O “Territórios Educativos e Educação Integral em contexto de crise” é uma iniciativa da Associação Cidade Escola Aprendiz com apoio da Imaginable Futures. Entre seus objetivos, consta desenvolver pesquisas e referências para escolas e redes, bem como reunir profissionais de destaque das áreas envolvidas para validação e fortalecimento das propostas elaboradas e dialogar com profissionais da Educação para qualificar as referências criadas pelo projeto e criar redes solidárias para sua implementação.
A produção de materiais de “Letramento Racial e de Gênero” por parte desta pesquisa-ação visa estimular movimentos de diagnóstico, formação e construção de caminhos para o enfrentamento de práticas discriminatórias de raça e gênero nos territórios.
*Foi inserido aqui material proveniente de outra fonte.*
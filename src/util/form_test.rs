use super::*;

#[test]
fn empty_value_is_flagged_as_error() {
    assert_eq!(field_state(""), FieldState::Error);
}

#[test]
fn whitespace_only_value_is_flagged_as_error() {
    assert_eq!(field_state("   \t"), FieldState::Error);
}

#[test]
fn non_empty_value_is_flagged_as_success() {
    assert_eq!(field_state("a@b.com"), FieldState::Success);
    assert_eq!(field_state("  padded  "), FieldState::Success);
}

#[test]
fn validate_fails_when_any_required_field_is_empty() {
    // name="" and email="a@b.com": invalid overall, only name flagged.
    let name = "";
    let email = "a@b.com";
    assert!(!validate([name, email]));
    assert_eq!(field_state(name), FieldState::Error);
    assert_eq!(field_state(email), FieldState::Success);
}

#[test]
fn validate_passes_when_all_required_fields_are_filled() {
    assert!(validate(["Ada", "a@b.com", "Hello there"]));
}

#[test]
fn validate_passes_for_no_required_fields() {
    assert!(validate(std::iter::empty::<&str>()));
}

#[test]
fn state_classes_map_to_visual_modifiers() {
    assert_eq!(state_class(Some(FieldState::Error)), "field--error");
    assert_eq!(state_class(Some(FieldState::Success)), "field--success");
    assert_eq!(state_class(None), "");
}
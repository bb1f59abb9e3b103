//! One-shot scroll-reveal observation.
//!
//! Each opted-in element is watched by an `IntersectionObserver`; the
//! first time it is sufficiently visible it gains the persistent
//! `revealed` class and observation stops. Scrolling the element back out
//! of view never unmarks it.

#[cfg(test)]
#[path = "reveal_test.rs"]
mod reveal_test;

#[cfg(feature = "csr")]
use wasm_bindgen::{JsCast, JsValue, closure::Closure};

/// Fraction of the element that must be visible before it reveals.
pub const REVEAL_THRESHOLD: f64 = 0.15;

/// Class added when an element has been revealed.
pub const REVEALED_CLASS: &str = "revealed";

/// Whether an observed intersection ratio counts as sufficiently visible.
#[must_use]
pub fn should_reveal(ratio: f64) -> bool {
    ratio >= REVEAL_THRESHOLD
}

/// Observe `el` and add [`REVEALED_CLASS`] the first time it becomes
/// sufficiently visible, then stop watching it. Observer construction
/// failures leave the element unrevealed rather than erroring.
#[cfg(feature = "csr")]
pub fn observe_once(el: &web_sys::Element) {
    let cb = Closure::wrap(Box::new(
        move |entries: js_sys::Array, observer: web_sys::IntersectionObserver| {
            for entry in entries.iter() {
                let entry: web_sys::IntersectionObserverEntry = entry.unchecked_into();
                if entry.is_intersecting() {
                    let target = entry.target();
                    let _ = target.class_list().add_1(REVEALED_CLASS);
                    observer.unobserve(&target);
                    observer.disconnect();
                }
            }
        },
    )
        as Box<dyn FnMut(js_sys::Array, web_sys::IntersectionObserver)>);

    let options = web_sys::IntersectionObserverInit::new();
    options.set_threshold(&JsValue::from_f64(REVEAL_THRESHOLD));
    if let Ok(observer) =
        web_sys::IntersectionObserver::new_with_options(cb.as_ref().unchecked_ref(), &options)
    {
        observer.observe(el);
    }
    cb.forget();
}
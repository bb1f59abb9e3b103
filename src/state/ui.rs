//! Local UI chrome state (applied theme, mobile navigation).
//!
//! DESIGN
//! ======
//! Keeps transient presentation concerns in one small model so the header
//! and pages can share them through a single context signal.

#[cfg(test)]
#[path = "ui_test.rs"]
mod ui_test;

use crate::util::theme::Theme;

/// UI state for the applied theme and the collapsed navigation menu.
#[derive(Clone, Copy, Debug, PartialEq, Eq)]
pub struct UiState {
    /// Theme currently applied to the document.
    pub theme: Theme,
    /// Whether the small-screen navigation menu is expanded.
    pub menu_open: bool,
}

impl Default for UiState {
    fn default() -> Self {
        Self { theme: Theme::Light, menu_open: false }
    }
}
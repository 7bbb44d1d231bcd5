//! Tag header parsing.
//!
//! Each entry in a tag directory starts with a one-byte tag type:
//!
//! ```text
//! Data tag (type != 0, != 20):
//!   [1]  tag type
//!   [2]  name length (big-endian)
//!   [n]  name (UTF-8)
//!   [8]  byte length of the payload (big-endian)
//!   payload:
//!     [4]    "%%%%"
//!     [8]    type info count N (big-endian)
//!     [8*N]  type info (big-endian i64)
//!     [...]  value bytes (file byte order)
//!
//! Directory tag (type 20):
//!   [1]  tag type
//!   [2]  name length (big-endian)
//!   [n]  name (UTF-8)
//!   [8]  byte length (big-endian)
//!   [1]  sorted flag
//!   [1]  closed flag
//!   [8]  tag count (big-endian)
//!   children follow immediately
//!
//! Sentinel (type 0): no more entries
//! ```
//!
//! Reading a data tag header never reads value bytes. The cursor is moved to
//! the end of the payload so the next call reads the next sibling.

use std::io::{Read, Seek};

use serde::Serialize;
use tracing::{debug, trace};

use crate::error::{Dm4Error, Result};
use crate::io::StructuralRead;

use super::header::Endian;

// =============================================================================
// Constants
// =============================================================================

/// Tag type of a directory entry.
pub const DIRECTORY_TAG_TYPE: u8 = 20;

/// Tag type marking the end of the available entries.
pub const END_TAG_TYPE: u8 = 0;

/// Verification marker at the start of every data tag payload.
pub const TAG_MARKER: &[u8; 4] = b"%%%%";

// =============================================================================
// Header Types
// =============================================================================

/// Header of a data tag.
#[derive(Debug, Clone, PartialEq, Eq, Serialize)]
pub struct TagHeader {
    /// Tag type byte (21 in files written by Digital Micrograph)
    pub type_code: u8,

    /// Tag name, absent for anonymous tags
    pub name: Option<String>,

    /// Payload length, measured from `data_offset`
    pub byte_length: u64,

    /// Number of entries in the payload's type info list
    pub type_info_len: u64,

    /// First type info entry; selects scalar, group, or array decoding
    pub data_type_code: i64,

    /// Offset of the tag type byte
    pub header_offset: u64,

    /// Offset of the payload marker
    pub data_offset: u64,
}

impl TagHeader {
    /// Offset of the entry that follows this tag.
    ///
    /// Headers read from a file never overflow here; hand-built headers
    /// saturate at `u64::MAX`.
    #[inline]
    pub fn end_offset(&self) -> u64 {
        self.data_offset.saturating_add(self.byte_length)
    }
}

/// Header of a tag directory.
#[derive(Debug, Clone, PartialEq, Eq, Serialize)]
pub struct DirectoryHeader {
    /// Always [`DIRECTORY_TAG_TYPE`]
    pub type_code: u8,

    /// Directory name, absent for anonymous directories and the root
    pub name: Option<String>,

    pub byte_length: u64,
    pub sorted: bool,
    pub closed: bool,

    /// Number of child entries declared by the file
    pub num_tags: u64,

    /// Offset of the first child entry
    pub child_base_offset: u64,
}

impl DirectoryHeader {
    /// Header for the synthetic root directory.
    pub fn root(sorted: bool, closed: bool, num_tags: u64, child_base_offset: u64) -> Self {
        DirectoryHeader {
            type_code: DIRECTORY_TAG_TYPE,
            name: None,
            byte_length: 0,
            sorted,
            closed,
            num_tags,
            child_base_offset,
        }
    }
}

/// One entry read from a tag directory.
#[derive(Debug, Clone, PartialEq, Eq)]
pub enum TagEntry {
    /// Type 0: no further siblings
    End,
    Directory(DirectoryHeader),
    Tag(TagHeader),
}

// =============================================================================
// Reading
// =============================================================================

/// Read the entry at the current cursor position.
///
/// For data tags the cursor is left at `data_offset + byte_length`. For
/// directories it is left at `child_base_offset`.
pub fn read_tag_entry<R: Read + Seek + ?Sized>(stream: &mut R, endian: Endian) -> Result<TagEntry> {
    let header_offset = stream.offset()?;
    let tag_type = stream.read_be_u8()?;

    match tag_type {
        END_TAG_TYPE => {
            trace!(offset = header_offset, "end of tag entries");
            Ok(TagEntry::End)
        }
        DIRECTORY_TAG_TYPE => read_directory_header(stream, endian).map(TagEntry::Directory),
        _ => read_data_tag_header(stream, tag_type, header_offset).map(TagEntry::Tag),
    }
}

fn read_data_tag_header<R: Read + Seek + ?Sized>(
    stream: &mut R,
    type_code: u8,
    header_offset: u64,
) -> Result<TagHeader> {
    let name = read_tag_name(stream)?;
    let byte_length = stream.read_be_u64()?;
    let data_offset = stream.offset()?;

    if data_offset.checked_add(byte_length).is_none() {
        return Err(Dm4Error::StructuralCorruption {
            offset: data_offset,
            reason: format!(
                "payload length {} runs past the largest addressable offset",
                byte_length
            ),
        });
    }

    check_marker(stream, data_offset)?;
    let type_info = read_type_info(stream, data_offset, byte_length)?;

    let tag = TagHeader {
        type_code,
        name,
        byte_length,
        type_info_len: type_info.len() as u64,
        data_type_code: type_info[0],
        header_offset,
        data_offset,
    };

    trace!(
        name = ?tag.name,
        data_type = tag.data_type_code,
        byte_length,
        "read tag header"
    );

    stream.seek_to(tag.end_offset())?;
    Ok(tag)
}

fn read_directory_header<R: Read + Seek + ?Sized>(
    stream: &mut R,
    endian: Endian,
) -> Result<DirectoryHeader> {
    let name = read_tag_name(stream)?;
    let byte_length = stream.read_be_u64()?;
    let sorted = endian.read_flag(stream)?;
    let closed = endian.read_flag(stream)?;
    let num_tags = stream.read_be_u64()?;
    let child_base_offset = stream.offset()?;

    Ok(DirectoryHeader {
        type_code: DIRECTORY_TAG_TYPE,
        name,
        byte_length,
        sorted,
        closed,
        num_tags,
        child_base_offset,
    })
}

/// Read a length-prefixed tag name.
///
/// A zero length yields `None`. Bytes that are not valid UTF-8 also yield
/// `None`; a bad name never fails the read.
fn read_tag_name<R: Read + Seek + ?Sized>(stream: &mut R) -> Result<Option<String>> {
    let len = stream.read_be_u16()?;
    if len == 0 {
        return Ok(None);
    }

    let offset = stream.offset()?;
    let bytes = stream.read_vec(len as usize)?;

    match decode_tag_name(bytes, offset) {
        Ok(name) => Ok(Some(name)),
        Err(e) => {
            debug!("{}; treating tag as anonymous", e);
            Ok(None)
        }
    }
}

/// Decode raw tag name bytes read at `offset`.
pub fn decode_tag_name(bytes: Vec<u8>, offset: u64) -> Result<String> {
    String::from_utf8(bytes).map_err(|_| Dm4Error::NameDecode { offset })
}

/// Verify the `%%%%` marker at the current position (`offset`).
pub(crate) fn check_marker<R: Read + Seek + ?Sized>(stream: &mut R, offset: u64) -> Result<()> {
    let mut marker = [0u8; 4];
    stream.read_exact_bytes(&mut marker)?;

    if &marker != TAG_MARKER {
        return Err(Dm4Error::StructuralCorruption {
            offset,
            reason: format!(
                "expected tag marker \"%%%%\", found {:02X?}; the file is not DM4 or is corrupted",
                marker
            ),
        });
    }
    Ok(())
}

/// Read the type info list that follows the marker.
///
/// The list is bounded by the payload length so a corrupt count cannot
/// trigger an unbounded allocation.
pub(crate) fn read_type_info<R: Read + Seek + ?Sized>(
    stream: &mut R,
    data_offset: u64,
    byte_length: u64,
) -> Result<Vec<i64>> {
    let count = stream.read_be_u64()?;

    let required = count
        .checked_mul(8)
        .and_then(|n| n.checked_add((TAG_MARKER.len() + 8) as u64));
    match required {
        Some(required) if required <= byte_length => {}
        _ => {
            return Err(Dm4Error::StructuralCorruption {
                offset: data_offset,
                reason: format!(
                    "type info count {} does not fit in payload of {} bytes",
                    count, byte_length
                ),
            })
        }
    }
    if count == 0 {
        return Err(Dm4Error::StructuralCorruption {
            offset: data_offset,
            reason: "payload has an empty type info list".to_string(),
        });
    }

    (0..count)
        .map(|_| stream.read_be_i64().map_err(Dm4Error::from))
        .collect()
}

// =============================================================================
// Tests
// =============================================================================
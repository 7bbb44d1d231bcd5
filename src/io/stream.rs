//! Positioned structural reads over a seekable stream.
//!
//! Every structural field in a DM4 file (lengths, counts, type-code lists) is
//! stored big-endian regardless of the byte order flag in the file header.
//! This module provides an extension trait that reads those fields and maps
//! failures to [`IoError::Read`] with the offset at which they occurred.

use std::io::{Read, Seek, SeekFrom};

use byteorder::{BigEndian, ReadBytesExt};

use crate::error::IoError;

/// Extension trait for reading fixed big-endian fields from a seekable stream.
///
/// Implemented for every `Read + Seek` type, in the same spirit as
/// `byteorder::ReadBytesExt`.
pub trait StructuralRead: Read + Seek {
    /// Current absolute position of the stream cursor.
    fn offset(&mut self) -> Result<u64, IoError> {
        self.stream_position().map_err(|e| IoError::read(0, e))
    }

    /// Move the cursor to an absolute offset.
    fn seek_to(&mut self, offset: u64) -> Result<(), IoError> {
        self.seek(SeekFrom::Start(offset))
            .map(|_| ())
            .map_err(|e| IoError::read(offset, e))
    }

    fn read_be_u8(&mut self) -> Result<u8, IoError> {
        let result = ReadBytesExt::read_u8(self);
        result.map_err(|e| failed_at(self, e))
    }

    fn read_be_i8(&mut self) -> Result<i8, IoError> {
        let result = ReadBytesExt::read_i8(self);
        result.map_err(|e| failed_at(self, e))
    }

    fn read_be_u16(&mut self) -> Result<u16, IoError> {
        let result = self.read_u16::<BigEndian>();
        result.map_err(|e| failed_at(self, e))
    }

    fn read_be_u32(&mut self) -> Result<u32, IoError> {
        let result = self.read_u32::<BigEndian>();
        result.map_err(|e| failed_at(self, e))
    }

    fn read_be_u64(&mut self) -> Result<u64, IoError> {
        let result = self.read_u64::<BigEndian>();
        result.map_err(|e| failed_at(self, e))
    }

    fn read_be_i64(&mut self) -> Result<i64, IoError> {
        let result = self.read_i64::<BigEndian>();
        result.map_err(|e| failed_at(self, e))
    }

    /// Fill `buf` completely from the current position.
    fn read_exact_bytes(&mut self, buf: &mut [u8]) -> Result<(), IoError> {
        let result = self.read_exact(buf);
        result.map_err(|e| failed_at(self, e))
    }

    /// Read `len` bytes into a freshly allocated buffer.
    fn read_vec(&mut self, len: usize) -> Result<Vec<u8>, IoError> {
        let mut buf = vec![0u8; len];
        self.read_exact_bytes(&mut buf)?;
        Ok(buf)
    }
}

impl<R: Read + Seek + ?Sized> StructuralRead for R {}

/// Attach the cursor position to a failed read.
fn failed_at<R: Seek + ?Sized>(stream: &mut R, err: std::io::Error) -> IoError {
    let offset = stream.stream_position().unwrap_or(u64::MAX);
    IoError::read(offset, err)
}
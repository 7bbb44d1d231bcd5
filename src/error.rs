use thiserror::Error;

/// I/O errors that can occur when reading from the underlying stream
#[derive(Debug, Clone, Error)]
pub enum IoError {
    /// The file could not be opened
    #[error("Failed to open {path}: {message}")]
    Open { path: String, message: String },

    /// A seek or read failed at the given offset
    #[error("Read failed at offset {offset}: {message}")]
    Read { offset: u64, message: String },

    /// The handle has been closed and no longer owns a stream
    #[error("DM4 file handle is closed")]
    Closed,

    /// Writing decoded output failed
    #[error("Write failed: {0}")]
    Write(String),
}

impl IoError {
    /// Wrap a `std::io::Error` raised at `offset`.
    pub fn read(offset: u64, err: std::io::Error) -> Self {
        IoError::Read {
            offset,
            message: err.to_string(),
        }
    }
}

/// Coarse classification of a [`Dm4Error`].
#[derive(Debug, Clone, Copy, PartialEq, Eq)]
pub enum ErrorKind {
    Io,
    StructuralCorruption,
    UnknownType,
    UnsupportedFeature,
    NameDecode,
}

/// Errors that can occur when decoding a DM4 file
#[derive(Debug, Clone, Error)]
pub enum Dm4Error {
    /// I/O error while reading the file
    #[error("I/O error: {0}")]
    Io(#[from] IoError),

    /// The byte layout does not match the DM4 grammar (bad marker, short preamble)
    #[error("Structural corruption at offset {offset}: {reason}")]
    StructuralCorruption { offset: u64, reason: String },

    /// Type code is not in the type registry
    #[error("Unknown data type code {type_code}")]
    UnknownType { type_code: i64 },

    /// Layout is recognised but not decodable (arrays of groups)
    #[error("Array of groups length {count} and type {type_code} is not supported")]
    UnsupportedFeature {
        /// Array length, taken from the last type info entry
        count: u64,
        type_code: i64,
    },

    /// Tag name bytes are not valid UTF-8
    #[error("Tag name at offset {offset} is not valid UTF-8")]
    NameDecode { offset: u64 },
}

impl Dm4Error {
    pub fn kind(&self) -> ErrorKind {
        match self {
            Dm4Error::Io(_) => ErrorKind::Io,
            Dm4Error::StructuralCorruption { .. } => ErrorKind::StructuralCorruption,
            Dm4Error::UnknownType { .. } => ErrorKind::UnknownType,
            Dm4Error::UnsupportedFeature { .. } => ErrorKind::UnsupportedFeature,
            Dm4Error::NameDecode { .. } => ErrorKind::NameDecode,
        }
    }

    /// Whether the reader downgrades this error instead of failing.
    ///
    /// Only undecodable tag names qualify; they become anonymous tags.
    pub fn is_recoverable(&self) -> bool {
        matches!(self, Dm4Error::NameDecode { .. })
    }
}

pub type Result<T> = std::result::Result<T, Dm4Error>;
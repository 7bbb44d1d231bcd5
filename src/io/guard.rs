use std::io::{Seek, SeekFrom};
use std::ops::{Deref, DerefMut};

use tracing::warn;

/// Borrows a stream and seeks it to a fixed offset when dropped.
///
/// Value decoding may stop anywhere inside a payload (an error, an early
/// return, a panic). Wrapping the stream in this guard leaves the cursor at
/// the start of the next sibling tag on every exit path.
pub struct RestorePosition<'a, R: Seek + ?Sized> {
    stream: &'a mut R,
    target: u64,
}

impl<'a, R: Seek + ?Sized> RestorePosition<'a, R> {
    pub fn new(stream: &'a mut R, target: u64) -> Self {
        Self { stream, target }
    }

    /// Offset the cursor is restored to on drop.
    pub fn target(&self) -> u64 {
        self.target
    }
}

impl<R: Seek + ?Sized> Deref for RestorePosition<'_, R> {
    type Target = R;

    fn deref(&self) -> &R {
        self.stream
    }
}

impl<R: Seek + ?Sized> DerefMut for RestorePosition<'_, R> {
    fn deref_mut(&mut self) -> &mut R {
        self.stream
    }
}

impl<R: Seek + ?Sized> Drop for RestorePosition<'_, R> {
    fn drop(&mut self) {
        if let Err(e) = self.stream.seek(SeekFrom::Start(self.target)) {
            warn!(target = self.target, error = %e, "failed to restore stream position");
        }
    }
}
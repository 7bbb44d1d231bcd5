//! DM4 global header and byte order resolution.
//!
//! # Global Header Structure (16 bytes, big-endian)
//! ```text
//! Bytes 0-3:   Version
//! Bytes 4-11:  Root length
//! Bytes 12-15: Byte order flag
//! ```
//!
//! # Root Directory Header (10 bytes)
//! ```text
//! Byte 16:     Sorted flag (value byte order)
//! Byte 17:     Closed flag (value byte order)
//! Bytes 18-25: Tag count (big-endian)
//! ```
//!
//! DM4 mixes two byte orders. Structural fields are always big-endian. Value
//! bytes of data tags are little-endian in every file Digital Micrograph
//! writes, whatever the stored flag says. The flag is kept on
//! [`GlobalHeader`] but does not change how values decode.

use std::io::{Read, Seek};

use serde::Serialize;
use tracing::debug;

use crate::error::IoError;
use crate::io::StructuralRead;

use super::tags::DirectoryHeader;

// =============================================================================
// Constants
// =============================================================================

/// Size of the global header in bytes.
pub const GLOBAL_HEADER_SIZE: u64 = 4 + 8 + 4;

/// Size of the root directory header in bytes.
pub const ROOT_DIRECTORY_HEADER_SIZE: u64 = 1 + 1 + 8;

/// Byte order flag stored by Digital Micrograph on little-endian hosts.
const LITTLE_ENDIAN_FLAG: u32 = 1;

// =============================================================================
// Endian
// =============================================================================

/// Byte order of the value bytes in a DM4 file.
#[derive(Debug, Clone, Copy, PartialEq, Eq, Serialize)]
pub enum Endian {
    Little,
    Big,
}

impl Endian {
    /// Resolve the stored byte order flag.
    ///
    /// This is a fixed wire contract observed in real files: value bytes
    /// decode little-endian for every flag value, including `0`. A flag
    /// other than `1` is logged and otherwise ignored. Use
    /// [`ReaderOptions::with_byte_order`](crate::ReaderOptions::with_byte_order)
    /// to force big-endian values.
    pub fn from_flag(flag: u32) -> Self {
        if flag != LITTLE_ENDIAN_FLAG {
            debug!(flag, "byte order flag is not 1, reading values little-endian");
        }
        Endian::Little
    }

    /// Byte order of the host.
    #[inline]
    pub const fn native() -> Self {
        if cfg!(target_endian = "little") {
            Endian::Little
        } else {
            Endian::Big
        }
    }

    /// Whether values in this order must be swapped to be used on this host.
    #[inline]
    pub fn needs_swap(self) -> bool {
        self != Self::native()
    }

    /// Read a one-byte directory flag (sorted/closed).
    ///
    /// Single bytes have no byte order, so this is the same for both
    /// variants; it exists so call sites state which convention a field uses.
    pub fn read_flag<R: Read + Seek + ?Sized>(self, stream: &mut R) -> Result<bool, IoError> {
        Ok(stream.read_be_i8()? != 0)
    }
}

// =============================================================================
// GlobalHeader
// =============================================================================

/// Parsed DM4 global header.
#[derive(Debug, Clone, Copy, PartialEq, Eq, Serialize)]
pub struct GlobalHeader {
    /// Format version; any value is accepted
    pub version: u32,

    /// Length of the root tag directory
    pub root_length: u64,

    /// Raw byte order flag
    pub byte_order_flag: u32,

    /// True when the stored byte order flag is 1
    pub little_endian: bool,
}

impl GlobalHeader {
    /// Read the global header from the start of the stream.
    ///
    /// Seeks to offset 0 first, so it can be called repeatedly. Leaves the
    /// cursor at [`GLOBAL_HEADER_SIZE`].
    pub fn read<R: Read + Seek + ?Sized>(stream: &mut R) -> Result<Self, IoError> {
        stream.seek_to(0)?;

        let version = stream.read_be_u32()?;
        let root_length = stream.read_be_u64()?;
        let byte_order = stream.read_be_u32()?;

        Ok(GlobalHeader {
            version,
            root_length,
            byte_order_flag: byte_order,
            little_endian: byte_order == LITTLE_ENDIAN_FLAG,
        })
    }

    /// Byte order of the value bytes in this file.
    pub fn endian(&self) -> Endian {
        Endian::from_flag(self.byte_order_flag)
    }
}

/// Read the root directory header that follows the global header.
///
/// The root directory has no name and no byte length of its own; its
/// children start immediately after the tag count.
pub fn read_root_directory_header<R: Read + Seek + ?Sized>(
    stream: &mut R,
    endian: Endian,
) -> Result<DirectoryHeader, IoError> {
    stream.seek_to(GLOBAL_HEADER_SIZE)?;

    let sorted = endian.read_flag(stream)?;
    let closed = endian.read_flag(stream)?;
    let num_tags = stream.read_be_u64()?;

    Ok(DirectoryHeader::root(
        sorted,
        closed,
        num_tags,
        GLOBAL_HEADER_SIZE + ROOT_DIRECTORY_HEADER_SIZE,
    ))
}

// =============================================================================
// Tests
// =============================================================================
//! Test utilities for integration tests.
//!
//! Helpers that lay out DM4 files byte by byte, plus a reader wrapper that
//! counts how many bytes were consumed.

#![allow(dead_code)]

use std::io::{Cursor, Read, Seek, SeekFrom};
use std::sync::atomic::{AtomicU64, Ordering};
use std::sync::Arc;

use dm4_reader::{Dm4File, Endian, ReaderOptions};

// =============================================================================
// Value Encoding
// =============================================================================

/// A primitive that can be written in either byte order.
pub trait WireValue: Copy {
    fn to_bytes(self, endian: Endian) -> Vec<u8>;
}

macro_rules! impl_wire_value {
    ($($t:ty),*) => {
        $(
            impl WireValue for $t {
                fn to_bytes(self, endian: Endian) -> Vec<u8> {
                    match endian {
                        Endian::Little => self.to_le_bytes().to_vec(),
                        Endian::Big => self.to_be_bytes().to_vec(),
                    }
                }
            }
        )*
    };
}

impl_wire_value!(i8, i16, i32, i64, u8, u16, u32, u64, f32, f64);

/// Encode a slice of values back to back.
pub fn encode_all<T: WireValue>(values: &[T], endian: Endian) -> Vec<u8> {
    values.iter().flat_map(|v| v.to_bytes(endian)).collect()
}

/// The byte order that is not the host's.
pub fn foreign_endian() -> Endian {
    match Endian::native() {
        Endian::Little => Endian::Big,
        Endian::Big => Endian::Little,
    }
}

// =============================================================================
// File Layout
// =============================================================================

fn name_field(bytes: &mut Vec<u8>, name: &str) {
    bytes.extend_from_slice(&(name.len() as u16).to_be_bytes());
    bytes.extend_from_slice(name.as_bytes());
}

/// Global header followed by the root directory header.
pub fn file_header(version: u32, flag: u32, sorted: bool, closed: bool, num_tags: u64) -> Vec<u8> {
    let mut bytes = Vec::new();
    bytes.extend_from_slice(&version.to_be_bytes());
    bytes.extend_from_slice(&0u64.to_be_bytes());
    bytes.extend_from_slice(&flag.to_be_bytes());
    bytes.push(sorted as u8);
    bytes.push(closed as u8);
    bytes.extend_from_slice(&num_tags.to_be_bytes());
    bytes
}

/// A complete file whose root holds `entries`, followed by trailing zeros.
pub fn dm4_file(entries: &[Vec<u8>]) -> Vec<u8> {
    let mut bytes = file_header(4, 1, true, false, entries.len() as u64);
    for entry in entries {
        bytes.extend_from_slice(entry);
    }
    bytes.extend_from_slice(&[0; 8]);
    bytes
}

/// A data tag with an arbitrary type info list and raw value bytes.
pub fn tag(name: &str, type_info: &[i64], value_bytes: &[u8]) -> Vec<u8> {
    let mut payload = b"%%%%".to_vec();
    payload.extend_from_slice(&(type_info.len() as u64).to_be_bytes());
    for code in type_info {
        payload.extend_from_slice(&code.to_be_bytes());
    }
    payload.extend_from_slice(value_bytes);

    let mut bytes = vec![21];
    name_field(&mut bytes, name);
    bytes.extend_from_slice(&(payload.len() as u64).to_be_bytes());
    bytes.extend(payload);
    bytes
}

/// A data tag holding one scalar.
pub fn scalar_tag<T: WireValue>(name: &str, type_code: i64, value: T, endian: Endian) -> Vec<u8> {
    tag(name, &[type_code], &value.to_bytes(endian))
}

/// A data tag holding an array of `values`.
pub fn array_tag<T: WireValue>(
    name: &str,
    type_code: i64,
    values: &[T],
    endian: Endian,
) -> Vec<u8> {
    tag(
        name,
        &[20, type_code, values.len() as i64],
        &encode_all(values, endian),
    )
}

/// A data tag holding a UTF-16 string as a u16 array.
pub fn string_tag(name: &str, text: &str, endian: Endian) -> Vec<u8> {
    let units: Vec<u16> = text.encode_utf16().collect();
    array_tag(name, 4, &units, endian)
}

/// A directory tag whose children follow it.
pub fn dir(name: &str, children: &[Vec<u8>]) -> Vec<u8> {
    let mut bytes = vec![20];
    name_field(&mut bytes, name);
    bytes.extend_from_slice(&0u64.to_be_bytes());
    bytes.extend_from_slice(&[0, 0]);
    bytes.extend_from_slice(&(children.len() as u64).to_be_bytes());
    for child in children {
        bytes.extend_from_slice(child);
    }
    bytes
}

/// Open an in-memory file.
pub fn open_bytes(bytes: Vec<u8>) -> Dm4File<Cursor<Vec<u8>>> {
    Dm4File::new(Cursor::new(bytes)).expect("valid DM4 header")
}

/// Open an in-memory file whose values were encoded in `endian`.
pub fn open_in(bytes: Vec<u8>, endian: Endian) -> Dm4File<Cursor<Vec<u8>>> {
    let options = ReaderOptions::new().with_byte_order(endian);
    Dm4File::with_options(Cursor::new(bytes), options).expect("valid DM4 header")
}

// =============================================================================
// Counting Reader
// =============================================================================

/// Wraps a reader and counts the bytes read through it.
pub struct CountingReader<R> {
    inner: R,
    bytes_read: Arc<AtomicU64>,
}

impl<R> CountingReader<R> {
    pub fn new(inner: R) -> Self {
        Self {
            inner,
            bytes_read: Arc::new(AtomicU64::new(0)),
        }
    }

    /// Shared counter, readable after the reader has been moved.
    pub fn counter(&self) -> Arc<AtomicU64> {
        Arc::clone(&self.bytes_read)
    }
}

impl<R: Read> Read for CountingReader<R> {
    fn read(&mut self, buf: &mut [u8]) -> std::io::Result<usize> {
        let n = self.inner.read(buf)?;
        self.bytes_read.fetch_add(n as u64, Ordering::SeqCst);
        Ok(n)
    }
}

impl<R: Seek> Seek for CountingReader<R> {
    fn seek(&mut self, pos: SeekFrom) -> std::io::Result<u64> {
        self.inner.seek(pos)
    }
}

pub fn bytes_read(counter: &Arc<AtomicU64>) -> u64 {
    counter.load(Ordering::SeqCst)
}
Também estão em andamento outros eixos, transversais e complementares a este primeiro, como a promoção da gestão democrática e a articulação em rede.
O diagnóstico, a construção de saídas de enfrentamento às práticas racistas e discriminatórias e o seu monitoramento precisa ser feito pelos próprios sujeitos envolvidos, contextualizados em um determinado território, para que ela efetivamente faça sentido e promova direitos.
“Temos que lembrar que estamos lidando com a tentativa de desmantelamento de uma estrutura racista que se impõe ao longo de 520 anos”, destaca Gina Vieira, formadora de professores da educação básica do Distrito Federal que também fez parte do movimento de co-criação da pesquisa-ação.
Por isso, a pesquisa-ação conta com uma equipe multidisciplinar e de diferentes lugares do Brasil. “É um trabalho que precisa ser feito no coletivo e na diversidade”, afirma Franciele.
Outro ponto central de propostas que cheguem às escolas e redes é reconhecer os professores como produtores de conhecimento. “O material valoriza a autonomia da escola e a identidade da comunidade e do território. Vê esse professor como um intelectual transformador que, no seu coletivo, no seu território, na sua comunidade, vai poder pensar como ele modela o currículo para que ele se anuncie antirracista”, diz Gina.
A educadora reforça que esse tipo de formação não tem o objetivo de substituir políticas públicas, deve acontecer em horário remunerado, de forma coletiva, e depende de ações concretas para se desenvolver.
“O professor vai ter que conversar sobre esse material com seus pares, relacioná-lo com o território e compreender que se apropriar, estudar, não é a única condição para ser antirracista, porque isso depende de efetivamente assumir posturas antirracistas”, explica Gina.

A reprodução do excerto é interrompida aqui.